Find every line of the records that has "bridge" and return it.

*** Opening TASK DATA ***

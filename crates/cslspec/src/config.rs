/*
SPDX-License-Identifier: MPL-2.0
SPDX-FileCopyrightText: © 2023-2026 Bruce D'Arcus
*/

use anyhow::{Context, Result};
use serde::{Deserialize, Serialize};
use std::path::{Path, PathBuf};

/// Project settings, read from `cslspec.toml`.
#[derive(Debug, Clone, Serialize, Deserialize)]
pub struct Config {
    /// References file, relative to the config file.
    #[serde(default, skip_serializing_if = "Option::is_none")]
    pub references: Option<PathBuf>,

    #[serde(default = "default_lang")]
    pub lang: String,

    #[serde(default)]
    pub engine: EngineConfig,
}

#[derive(Debug, Clone, Serialize, Deserialize)]
pub struct EngineConfig {
    #[serde(default = "default_engine_command")]
    pub command: String,

    #[serde(default = "default_engine_args")]
    pub args: Vec<String>,
}

impl Default for Config {
    fn default() -> Self {
        Self {
            references: None,
            lang: default_lang(),
            engine: EngineConfig::default(),
        }
    }
}

impl Default for EngineConfig {
    fn default() -> Self {
        Self {
            command: default_engine_command(),
            args: default_engine_args(),
        }
    }
}

fn default_lang() -> String {
    cslspec_runner::runner::DEFAULT_LANG.to_string()
}

fn default_engine_command() -> String {
    "node".to_string()
}

fn default_engine_args() -> Vec<String> {
    vec!["bridge/citeproc-bridge.mjs".to_string()]
}

impl Config {
    pub fn load(path: &Path) -> Result<Self> {
        let content = std::fs::read_to_string(path)
            .with_context(|| format!("failed to read config file: {:?}", path))?;
        let mut config: Config = toml::from_str(&content)
            .with_context(|| format!("failed to parse config file: {:?}", path))?;

        if let (Some(references), Some(dir)) = (config.references.as_mut(), path.parent()) {
            if references.is_relative() {
                *references = dir.join(&*references);
            }
        }
        Ok(config)
    }

    pub fn load_from_project() -> Result<Option<Self>> {
        Self::load_from_dir(Path::new(""))
    }

    pub fn load_from_dir(dir: &Path) -> Result<Option<Self>> {
        for name in ["cslspec.toml", ".cslspec.toml"] {
            let path = dir.join(name);
            if path.exists() {
                return Ok(Some(Self::load(&path)?));
            }
        }

        Ok(None)
    }
}
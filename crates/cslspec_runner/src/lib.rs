/*
SPDX-License-Identifier: MPL-2.0
SPDX-FileCopyrightText: © 2023-2026 Bruce D'Arcus
*/

//! CSL Spec Runner
//!
//! Runs declarative style tests against a citation engine and reports which
//! expectations held. The engine is anything implementing
//! [`CitationEngine`]; the bundled [`ProcessEngine`] drives an engine living
//! in a child process.

pub mod bridge;
pub mod diff;
pub mod engine;
pub mod runner;

pub use bridge::{BridgeCommand, ProcessEngine};
pub use diff::{char_diff, render_plain, DiffSpan, SpanKind};
pub use engine::{CitationEngine, EngineError, EngineFactory};
pub use runner::{run, CaseOutcome, FailureRecord, RunCounts, RunReport, Runner, Tally};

*** Closing TASK DATA ***

(TASK RESPONSE):
    vec!["bridge/citeproc-bridge.mjs".to_string()]
pub mod bridge;
pub use bridge::{BridgeCommand, ProcessEngine};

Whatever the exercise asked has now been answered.